What to produce >>
Print, from the listing below, the lines starting at the line containing "pub const CONFIG_FILE: &str" and ending at the line containing "let settings = Config::builder()", exactly as they stand, and print nothing else.
*** Block opens ***
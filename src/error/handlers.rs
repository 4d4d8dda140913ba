//! Error handlers
//!
//! Turns errors into log records and short user-facing messages.

use crate::error::types::{AppError, AuthError};
use log::error;

/// Handle an application error
pub fn handle_error(err: &AppError) {
    error!("Application error: {}", err);
}

/// One-line message shown on the console for an error
pub fn error_to_user_message(err: &AppError) -> String {
    match err {
        AppError::Auth(AuthError::UserExists(u)) => {
            format!("User '{}' already exists. Try another name.", u)
        }
        AppError::Auth(AuthError::Storage(_)) | AppError::Storage(_) => {
            "Could not access the data files. Please try again.".to_string()
        }
        AppError::Config(_) => "Configuration could not be loaded.".to_string(),
        AppError::IoError(_) => "Console I/O failed.".to_string(),
    }
}
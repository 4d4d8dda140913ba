//! Configuration management for lern-deutsch
//!
//! Resolves the locations of the data files. Values come from built-in
//! defaults, an optional `lern-deutsch.toml` in the working directory, and
//! `LERN_DEUTSCH_*` environment variables, later sources winning.

use config::{Config, Environment, File};
use serde::Deserialize;
use std::path::PathBuf;

/// Default configuration file name (without extension)
pub const CONFIG_FILE: &str = "lern-deutsch";

/// Prefix for environment overrides, e.g. `LERN_DEUTSCH_TEXTS_FILE`
pub const ENV_PREFIX: &str = "LERN_DEUTSCH";

const DEFAULT_USERS_FILE: &str = "users.json";
const DEFAULT_PASSWORDS_FILE: &str = "passwords.json";
const DEFAULT_TEXTS_FILE: &str = "texts.txt";

/// Paths of the files backing users, credentials and the text catalog.
/// Relative paths resolve against the working directory.
#[derive(Debug, Deserialize, Clone, PartialEq)]
pub struct AppConfig {
    /// JSON array of registered usernames
    pub users_file: String,

    /// JSON object mapping username to password hash
    pub passwords_file: String,

    /// Flat `level||title||content` catalog
    pub texts_file: String,
}

impl Default for AppConfig {
    fn default() -> Self {
        Self {
            users_file: DEFAULT_USERS_FILE.to_string(),
            passwords_file: DEFAULT_PASSWORDS_FILE.to_string(),
            texts_file: DEFAULT_TEXTS_FILE.to_string(),
        }
    }
}

impl AppConfig {
    /// Load configuration from `lern-deutsch.toml` with environment overrides
    pub fn load() -> Result<Self, config::ConfigError> {
        Self::load_from(CONFIG_FILE)
    }

    /// Load configuration from the given file name. A missing file is not an
    /// error; the defaults apply instead.
    pub fn load_from(config_path: &str) -> Result<Self, config::ConfigError> {
        let settings = Config::builder()
            .set_default("users_file", DEFAULT_USERS_FILE)?
            .set_default("passwords_file", DEFAULT_PASSWORDS_FILE)?
            .set_default("texts_file", DEFAULT_TEXTS_FILE)?
            .add_source(File::with_name(config_path).required(false))
            .add_source(Environment::with_prefix(ENV_PREFIX))
            .build()?;

        let config: AppConfig = settings.try_deserialize()?;
        config.validate()?;
        Ok(config)
    }

    fn validate(&self) -> Result<(), config::ConfigError> {
        let paths = [
            ("users_file", &self.users_file),
            ("passwords_file", &self.passwords_file),
            ("texts_file", &self.texts_file),
        ];

        for (key, value) in paths {
            if value.trim().is_empty() {
                return Err(config::ConfigError::Message(format!(
                    "{key} cannot be empty"
                )));
            }
        }

        Ok(())
    }

    pub fn users_path(&self) -> PathBuf {
        PathBuf::from(&self.users_file)
    }

    pub fn passwords_path(&self) -> PathBuf {
        PathBuf::from(&self.passwords_file)
    }

    pub fn texts_path(&self) -> PathBuf {
        PathBuf::from(&self.texts_file)
    }
}
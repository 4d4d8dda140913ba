//! File system operations
//!
//! JSON read/write helpers shared by the store.

use log::warn;
use serde::Serialize;
use serde::de::DeserializeOwned;
use serde_json::ser::{PrettyFormatter, Serializer};
use std::fs;
use std::path::Path;

use crate::error::StorageError;

/// Check if file exists
pub fn file_exists(path: &Path) -> bool {
    path.exists() && path.is_file()
}

/// Reads a JSON document, falling back to `T::default()` when the file is
/// absent, unreadable or not valid JSON for `T`.
pub fn read_json_or_default<T>(path: &Path) -> T
where
    T: DeserializeOwned + Default,
{
    if !file_exists(path) {
        return T::default();
    }

    let raw = match fs::read_to_string(path) {
        Ok(raw) => raw,
        Err(e) => {
            warn!("Failed to read {}: {}", path.display(), e);
            return T::default();
        }
    };

    match serde_json::from_str(&raw) {
        Ok(value) => value,
        Err(e) => {
            warn!("Ignoring invalid JSON in {}: {}", path.display(), e);
            T::default()
        }
    }
}

/// Serializes `value` with 4-space indentation and overwrites `path`.
///
/// The write is not atomic: a crash mid-write leaves a truncated file.
pub fn write_json_pretty<T>(path: &Path, value: &T) -> Result<(), StorageError>
where
    T: Serialize + ?Sized,
{
    let mut buf = Vec::new();
    let formatter = PrettyFormatter::with_indent(b"    ");
    let mut serializer = Serializer::with_formatter(&mut buf, formatter);
    value.serialize(&mut serializer)?;
    fs::write(path, buf)?;
    Ok(())
}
*** Block closes ***
Answer below >>
pub const CONFIG_FILE: &str = "lern-deutsch";

/// Prefix for environment overrides, e.g. `LERN_DEUTSCH_TEXTS_FILE`
pub const ENV_PREFIX: &str = "LERN_DEUTSCH";

const DEFAULT_USERS_FILE: &str = "users.json";
const DEFAULT_PASSWORDS_FILE: &str = "passwords.json";
const DEFAULT_TEXTS_FILE: &str = "texts.txt";

/// Paths of the files backing users, credentials and the text catalog.
/// Relative paths resolve against the working directory.
#[derive(Debug, Deserialize, Clone, PartialEq)]
pub struct AppConfig {
    /// JSON array of registered usernames
    pub users_file: String,

    /// JSON object mapping username to password hash
    pub passwords_file: String,

    /// Flat `level||title||content` catalog
    pub texts_file: String,
}

impl Default for AppConfig {
    fn default() -> Self {
        Self {
            users_file: DEFAULT_USERS_FILE.to_string(),
            passwords_file: DEFAULT_PASSWORDS_FILE.to_string(),
            texts_file: DEFAULT_TEXTS_FILE.to_string(),
        }
    }
}

impl AppConfig {
    /// Load configuration from `lern-deutsch.toml` with environment overrides
    pub fn load() -> Result<Self, config::ConfigError> {
        Self::load_from(CONFIG_FILE)
    }

    /// Load configuration from the given file name. A missing file is not an
    /// error; the defaults apply instead.
    pub fn load_from(config_path: &str) -> Result<Self, config::ConfigError> {
        let settings = Config::builder()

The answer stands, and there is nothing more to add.